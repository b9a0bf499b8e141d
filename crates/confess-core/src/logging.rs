use crate::Result;

/// Initialize logging/tracing for the bot.
///
/// Default: info for our crates, warn for everything else. Can be overridden
/// with `RUST_LOG`.
pub fn init(service_name: &str) -> Result<()> {
    use tracing_subscriber::{fmt, EnvFilter};

    let filter = EnvFilter::try_from_default_env().unwrap_or_else(|_| {
        EnvFilter::new(format!(
            "warn,confess=info,confess_core=info,confess_telegram=info,{service_name}=info"
        ))
    });

    fmt()
        .with_env_filter(filter)
        .with_target(false)
        .with_ansi(true)
        .init();

    Ok(())
}
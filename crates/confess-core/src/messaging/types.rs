use crate::domain::{ChatId, MessageRef, UserId};

/// Transport-neutral inbound event model.
///
/// Telegram-specific fields live in the Telegram adapter; the router only
/// ever sees these two shapes.
#[derive(Clone, Debug)]
pub enum InboundEvent {
    Text(TextMessage),
    Callback(CallbackEvent),
}

#[derive(Clone, Debug)]
pub struct TextMessage {
    pub chat_id: ChatId,
    pub user_id: UserId,
    pub text: String,
}

/// Button press. `data` is an opaque `verb_argument` token.
#[derive(Clone, Debug)]
pub struct CallbackEvent {
    pub chat_id: ChatId,
    pub user_id: UserId,
    pub callback_id: String,
    pub data: String,
    /// The message the pressed button was attached to, when known.
    pub message: Option<MessageRef>,
}

/// Inline keyboard attached to a single message.
#[derive(Clone, Debug, Default)]
pub struct InlineKeyboard {
    pub rows: Vec<Vec<InlineButton>>,
}

impl InlineKeyboard {
    pub fn new(rows: Vec<Vec<InlineButton>>) -> Self {
        Self { rows }
    }

    /// Single-row keyboard.
    pub fn row(buttons: Vec<InlineButton>) -> Self {
        Self { rows: vec![buttons] }
    }

    /// Keyboard with no buttons; editing a message to this clears them.
    pub fn empty() -> Self {
        Self::default()
    }

    pub fn push_row(&mut self, buttons: Vec<InlineButton>) {
        self.rows.push(buttons);
    }
}

#[derive(Clone, Debug)]
pub struct InlineButton {
    pub label: String,
    pub action: ButtonAction,
}

#[derive(Clone, Debug)]
pub enum ButtonAction {
    /// Sends the token back as a callback event.
    Callback(String),
    /// Opens an external link.
    Url(String),
}

impl InlineButton {
    pub fn callback(label: impl Into<String>, data: impl Into<String>) -> Self {
        Self {
            label: label.into(),
            action: ButtonAction::Callback(data.into()),
        }
    }

    pub fn url(label: impl Into<String>, url: impl Into<String>) -> Self {
        Self {
            label: label.into(),
            action: ButtonAction::Url(url.into()),
        }
    }
}

/// Persistent reply keyboard (the main menu). Rows of button labels; pressing
/// one sends its label back as a plain text message.
#[derive(Clone, Debug)]
pub struct ReplyMenu {
    pub rows: Vec<Vec<String>>,
}

impl ReplyMenu {
    pub fn new(rows: Vec<Vec<String>>) -> Self {
        Self { rows }
    }
}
▬▬▬
• _WHAT IS REQUIRED_: Filter on the word "String": copy each matching line from the entries above.

• _WORKED SOLUTION_:
    pub text: String,
    pub callback_id: String,
    pub data: String,
    pub label: String,
    Callback(String),
    Url(String),
    pub fn callback(label: impl Into<String>, data: impl Into<String>) -> Self {
    pub fn url(label: impl Into<String>, url: impl Into<String>) -> Self {
    pub rows: Vec<Vec<String>>,
    pub fn new(rows: Vec<Vec<String>>) -> Self {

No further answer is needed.